The lifting of the so-called Muslim ban was one of numerous executive actions taken by Biden shortly after his inauguration and fufills a campaign promise he made to end the prohibition on “day one” of his administration.
During the course of Trump’s presidency, more than 41,000 visa requests were denied (pdf) under the ban, which ripped families apart, prevented people from the proscribed countries from getting healthcare and education in the U.S., and deprived the United States of doctors, nurses, and other medical workers during the coronavirus pandemic.

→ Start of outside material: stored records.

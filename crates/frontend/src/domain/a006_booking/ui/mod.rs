pub mod my_bookings;
use contracts::domain::a001_venue::Venue;
use contracts::domain::a002_court::CourtDto;
use contracts::shared::text::non_empty;
use leptos::prelude::*;
use leptos::task::spawn_local;

use crate::domain::a001_venue::api as venue_api;
use crate::domain::a002_court::api;
use crate::layout::global_context::AppGlobalContext;
use crate::layout::tabs::{detail_key, detail_tab_label};
use crate::shared::toast::ToastService;

#[derive(Clone, Copy)]
pub struct CourtDetailsViewModel {
    pub form: RwSignal<CourtDto>,
    pub venues: RwSignal<Vec<Venue>>,
    pub error: RwSignal<Option<String>>,
    pub saving: RwSignal<bool>,
    pub loading: RwSignal<bool>,
    /// Текст поля фотографий как его набрал пользователь
    pub images_text: RwSignal<String>,
    toast: ToastService,
}

impl CourtDetailsViewModel {
    pub fn new(toast: ToastService) -> Self {
        Self {
            form: RwSignal::new(CourtDto::default()),
            venues: RwSignal::new(Vec::new()),
            error: RwSignal::new(None),
            saving: RwSignal::new(false),
            loading: RwSignal::new(false),
            images_text: RwSignal::new(String::new()),
            toast,
        }
    }

    pub fn is_edit_mode(&self) -> bool {
        self.form.with(|f| f.is_edit())
    }

    /// Площадки для выпадающего списка и сам корт, если это редактирование
    pub fn load(&self, id: Option<String>, tabs_store: AppGlobalContext) {
        let vm = *self;
        spawn_local(async move {
            match venue_api::fetch_venues().await {
                Ok(list) => vm.venues.set(list),
                Err(e) => vm.toast.api_error("Не удалось загрузить площадки", &e),
            }
        });

        let Some(id) = id else {
            return;
        };
        vm.loading.set(true);
        spawn_local(async move {
            match api::fetch_court(&id).await {
                Ok(court) => {
                    tabs_store.update_tab_title(
                        &detail_key("a002_court", Some(&id)),
                        &detail_tab_label("a002_court", &court.name),
                    );
                    vm.images_text.set(court.images.join("\n"));
                    vm.form.set(CourtDto::from(court));
                }
                Err(e) => {
                    vm.error.set(Some(e.to_string()));
                    vm.toast.api_error("Не удалось загрузить корт", &e);
                }
            }
            vm.loading.set(false);
        });
    }

    pub fn set_images_text(&self, text: String) {
        self.form.update(|f| f.images = text.lines().filter_map(non_empty).collect());
        self.images_text.set(text);
    }

    pub fn save(&self, on_saved: Callback<()>) {
        let dto = self.form.get_untracked();
        if let Err(msg) = dto.validate() {
            self.error.set(Some(msg));
            return;
        }
        self.error.set(None);
        self.saving.set(true);

        let vm = *self;
        spawn_local(async move {
            match api::save_court(&dto).await {
                Ok(id) => {
                    log::info!("Court saved: {}", id);
                    vm.toast.success(if dto.is_edit() { "Корт сохранён" } else { "Корт создан" });
                    on_saved.run(());
                }
                Err(e) => vm.toast.form_error("Ошибка сохранения корта", e, vm.error.write_only()),
            }
            vm.saving.set(false);
        });
    }
}
use serde::{Deserialize, Serialize};

use crate::shared::text::{contains_ci, is_valid_slug};

/// Рубрика новостей
#[derive(Debug, Clone, PartialEq, Serialize, Deserialize, Default)]
pub struct NewsCategory {
    pub id: String,
    pub name: String,
    pub slug: String,
    #[serde(default)]
    pub description: Option<String>,
    #[serde(default)]
    pub sort_order: i32,
    pub is_active: bool,
    #[serde(default)]
    pub created_at: String,
}

impl NewsCategory {
    pub fn matches_query(&self, query: &str) -> bool {
        contains_ci(&self.name, query) || contains_ci(&self.slug, query)
    }
}

/// DTO для создания/обновления рубрики
#[derive(Debug, Clone, PartialEq, Serialize, Deserialize)]
pub struct NewsCategoryDto {
    pub id: Option<String>,
    pub name: String,
    pub slug: String,
    pub description: Option<String>,
    pub sort_order: i32,
    pub is_active: bool,
}

impl Default for NewsCategoryDto {
    fn default() -> Self {
        Self {
            id: None,
            name: String::new(),
            slug: String::new(),
            description: None,
            sort_order: 0,
            is_active: true,
        }
    }
}

impl From<NewsCategory> for NewsCategoryDto {
    fn from(c: NewsCategory) -> Self {
        Self {
            id: Some(c.id),
            name: c.name,
            slug: c.slug,
            description: c.description,
            sort_order: c.sort_order,
            is_active: c.is_active,
        }
    }
}

impl NewsCategoryDto {
    pub fn validate(&self) -> Result<(), String> {
        if self.name.trim().is_empty() {
            return Err("Название рубрики обязательно".into());
        }
        if !is_valid_slug(&self.slug) {
            return Err("Slug может содержать только латиницу, цифры и дефисы".into());
        }
        Ok(())
    }
}

#[cfg(test)]
mod tests {
    use super::*;

    #[test]
    fn test_validate() {
        let mut dto = NewsCategoryDto {
            name: "Турниры".into(),
            slug: "tournaments".into(),
            ..Default::default()
        };
        assert!(dto.validate().is_ok());
        dto.slug = "Турниры".into();
        assert!(dto.validate().is_err());
        dto.slug = "tournaments".into();
        dto.name = " ".into();
        assert!(dto.validate().is_err());
    }
}
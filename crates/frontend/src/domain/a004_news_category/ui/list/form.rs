use contracts::domain::a004_news_category::{NewsCategory, NewsCategoryDto};
use contracts::shared::text::{non_empty, slugify};
use leptos::prelude::*;
use leptos::task::spawn_local;

use crate::domain::a004_news_category::api;
use crate::shared::components::form_fields::{CheckboxField, NumberField, TextAreaField, TextField};
use crate::shared::modal::{form_footer, Modal};
use crate::shared::toast::use_toast;

/// Модальная форма рубрики. `category = None`: создание.
#[component]
pub fn NewsCategoryForm(
    category: Option<NewsCategory>,
    on_close: Callback<()>,
    on_saved: Callback<()>,
) -> impl IntoView {
    let toast = use_toast();
    let is_edit = category.is_some();
    let form = RwSignal::new(category.map(NewsCategoryDto::from).unwrap_or_default());
    // у существующей рубрики slug уже опубликован, сами его не трогаем
    let slug_touched = RwSignal::new(is_edit);
    let (error, set_error) = signal::<Option<String>>(None);
    let (saving, set_saving) = signal(false);

    let on_save = Callback::new(move |_| {
        let dto = form.get_untracked();
        if let Err(msg) = dto.validate() {
            set_error.set(Some(msg));
            return;
        }
        set_error.set(None);
        set_saving.set(true);
        spawn_local(async move {
            match api::save_category(&dto).await {
                Ok(_) => {
                    toast.success(if is_edit { "Рубрика сохранена" } else { "Рубрика создана" });
                    on_saved.run(());
                }
                Err(e) => toast.form_error("Ошибка сохранения рубрики", e, set_error),
            }
            set_saving.set(false);
        });
    });

    let title = if is_edit { "Редактирование рубрики" } else { "Новая рубрика" };
    let disabled = Signal::derive(move || saving.get());

    view! {
        <Modal title=title.to_string() on_close=on_close footer=form_footer(saving, on_close, on_save)>
            {move || error.get().map(|e| view! { <div class="alert alert--error">{e}</div> })}
            <TextField
                label="Название *"
                value=Signal::derive(move || form.with(|f| f.name.clone()))
                on_input=Callback::new(move |v: String| form.update(|f| {
                    if !slug_touched.get_untracked() {
                        f.slug = slugify(&v);
                    }
                    f.name = v;
                }))
                disabled=disabled
            />
            <TextField
                label="Slug *"
                hint="Латиница, цифры и дефисы"
                value=Signal::derive(move || form.with(|f| f.slug.clone()))
                on_input=Callback::new(move |v: String| {
                    slug_touched.set(!v.is_empty());
                    form.update(|f| f.slug = v);
                })
                disabled=disabled
            />
            <TextAreaField
                label="Описание"
                rows=3
                value=Signal::derive(move || form.with(|f| f.description.clone().unwrap_or_default()))
                on_input=Callback::new(move |v: String| form.update(|f| f.description = non_empty(&v)))
                disabled=disabled
            />
            <NumberField
                label="Порядок вывода"
                step=1.0
                value=Signal::derive(move || form.with(|f| f.sort_order as f64))
                on_input=Callback::new(move |v: f64| form.update(|f| f.sort_order = v.round() as i32))
                disabled=disabled
            />
            <CheckboxField
                label="Активна"
                checked=Signal::derive(move || form.with(|f| f.is_active))
                on_change=Callback::new(move |v| form.update(|f| f.is_active = v))
                disabled=disabled
            />
        </Modal>
    }
}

There was a great sense of joy and relief at the ban’s demise. The NO BAN Act Coalition, a broad alliance of 81 national and local civil rights, faith, and community groups fighting for anti-discrimination legislation that is now included in Biden’s U.S. Citizenship Act, issued a statement bidding “goodbye to the Muslim and African ban.”
The statement continued:
Almost four years ago, one of President [Donald] Trump’s first acts in office was to ban Muslims from the United States. Three years later, he expanded the ban to include several African countries. Today, it’s fitting that one of Biden’s first acts is to rescind the Muslim and African Ban. This is a momentous occasion for the millions of Americans who were separated by the ban and those who stood up against this injustice at airports nationwide.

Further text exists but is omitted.